## MATERIAL FOR THIS EXERCISE
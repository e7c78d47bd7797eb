//! Asset loading
//!
//! The engine only needs images. Loaders hand out shared handles so that
//! every projectile of one kind reuses the same decoded sprite.

pub mod image_loader;

pub use image_loader::ImageData;

use std::cell::RefCell;
use std::collections::HashMap;
use std::path::PathBuf;
use std::sync::Arc;

use thiserror::Error;

/// Shared handle to a decoded image
pub type ImageHandle = Arc<ImageData>;

/// Source of sprite images
pub trait AssetLoader {
    /// Load the image at `path`, relative to the loader's roots
    fn load_image(&self, path: &str) -> Result<ImageHandle, AssetError>;
}

/// Loads images from disk, caching every decoded file
pub struct FileAssetLoader {
    search_paths: Vec<PathBuf>,
    cache: RefCell<HashMap<String, ImageHandle>>,
}

impl FileAssetLoader {
    /// Create a loader resolving paths against one root directory
    pub fn new(root: impl Into<PathBuf>) -> Self {
        Self::with_search_paths(vec![root.into()])
    }

    /// Create a loader trying each search path in order
    pub fn with_search_paths(search_paths: Vec<PathBuf>) -> Self {
        Self {
            search_paths,
            cache: RefCell::new(HashMap::new()),
        }
    }

    /// Number of decoded images held in the cache
    pub fn cached(&self) -> usize {
        self.cache.borrow().len()
    }

    fn resolve(&self, path: &str) -> Option<PathBuf> {
        self.search_paths
            .iter()
            .map(|root| root.join(path))
            .find(|candidate| candidate.is_file())
    }
}

impl AssetLoader for FileAssetLoader {
    fn load_image(&self, path: &str) -> Result<ImageHandle, AssetError> {
        if let Some(image) = self.cache.borrow().get(path) {
            return Ok(Arc::clone(image));
        }

        let full_path = self
            .resolve(path)
            .ok_or_else(|| AssetError::NotFound(path.to_string()))?;
        let image = Arc::new(ImageData::from_file(&full_path)?);

        self.cache
            .borrow_mut()
            .insert(path.to_string(), Arc::clone(&image));
        Ok(image)
    }
}

/// In-memory image table, for tests and procedurally built sprites
#[derive(Default)]
pub struct MemoryAssetLoader {
    images: HashMap<String, ImageHandle>,
}

impl MemoryAssetLoader {
    /// Create an empty table
    pub fn new() -> Self {
        Self::default()
    }

    /// Register an image under a path (builder pattern)
    pub fn with_image(mut self, path: impl Into<String>, image: ImageData) -> Self {
        self.insert(path, image);
        self
    }

    /// Register an image under a path
    pub fn insert(&mut self, path: impl Into<String>, image: ImageData) {
        self.images.insert(path.into(), Arc::new(image));
    }
}

impl AssetLoader for MemoryAssetLoader {
    fn load_image(&self, path: &str) -> Result<ImageHandle, AssetError> {
        self.images
            .get(path)
            .cloned()
            .ok_or_else(|| AssetError::NotFound(path.to_string()))
    }
}

/// Asset loading errors
#[derive(Error, Debug)]
pub enum AssetError {
    /// Asset not found
    #[error("Asset not found: {0}")]
    NotFound(String),

    /// Failed to load asset
    #[error("Failed to load asset: {0}")]
    LoadFailed(String),
}
//! Declarative entity templates
//!
//! Templates are read from TOML or RON documents grouped in category
//! directories. Each record header names a kind and a key:
//!
//! ```toml
//! [Weapon.blaster]
//! rate_of_fire = 4.0
//! projectiles = ["Projectile[bolt]"]
//! ```
//!
//! Kind defaults are applied first, then the declared fields. Required
//! fields are checked, references to earlier templates are resolved and the
//! result is stored as an immutable typed record.

pub mod error;
pub mod records;
pub mod registry;
pub mod value;

pub use error::{DuplicateKeyError, Problem, TemplateError, ValidationError};
pub use records::{ProjectileTemplate, ShipTemplate, Template, WeaponTemplate};
pub use registry::{Source, TemplateRegistry};
pub use value::{FieldValue, RawDocument, RawFields, RawValue};

/// Category directories in dependency order
pub const DEFAULT_LOAD_ORDER: [&str; 3] = ["projectiles", "weapons", "ships"];
//! Specialized collection types

pub use slotmap::SlotMap;

slotmap::new_key_type! {
    /// Stable handle to a live entity in the world.
    ///
    /// Handles of removed entities never alias later ones.
    pub struct EntityId;
}

/// Handle-based map of entities
pub type EntityMap<T> = SlotMap<EntityId, T>;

## PROBLEM DETAILS
From the records above, retype only the lines starting at the line that contains "pub fn with_search_paths(search_paths: Vec<PathBuf>)" and ending at the line that contains "impl AssetLoader for MemoryAssetLoader", both included.

## ANSWER BOX
    pub fn with_search_paths(search_paths: Vec<PathBuf>) -> Self {
        Self {
            search_paths,
            cache: RefCell::new(HashMap::new()),
        }
    }

    /// Number of decoded images held in the cache
    pub fn cached(&self) -> usize {
        self.cache.borrow().len()
    }

    fn resolve(&self, path: &str) -> Option<PathBuf> {
        self.search_paths
            .iter()
            .map(|root| root.join(path))
            .find(|candidate| candidate.is_file())
    }
}

impl AssetLoader for FileAssetLoader {
    fn load_image(&self, path: &str) -> Result<ImageHandle, AssetError> {
        if let Some(image) = self.cache.borrow().get(path) {
            return Ok(Arc::clone(image));
        }

        let full_path = self
            .resolve(path)
            .ok_or_else(|| AssetError::NotFound(path.to_string()))?;
        let image = Arc::new(ImageData::from_file(&full_path)?);

        self.cache
            .borrow_mut()
            .insert(path.to_string(), Arc::clone(&image));
        Ok(image)
    }
}

/// In-memory image table, for tests and procedurally built sprites
#[derive(Default)]
pub struct MemoryAssetLoader {
    images: HashMap<String, ImageHandle>,
}

impl MemoryAssetLoader {
    /// Create an empty table
    pub fn new() -> Self {
        Self::default()
    }

    /// Register an image under a path (builder pattern)
    pub fn with_image(mut self, path: impl Into<String>, image: ImageData) -> Self {
        self.insert(path, image);
        self
    }

    /// Register an image under a path
    pub fn insert(&mut self, path: impl Into<String>, image: ImageData) {
        self.images.insert(path.into(), Arc::new(image));
    }
}

impl AssetLoader for MemoryAssetLoader {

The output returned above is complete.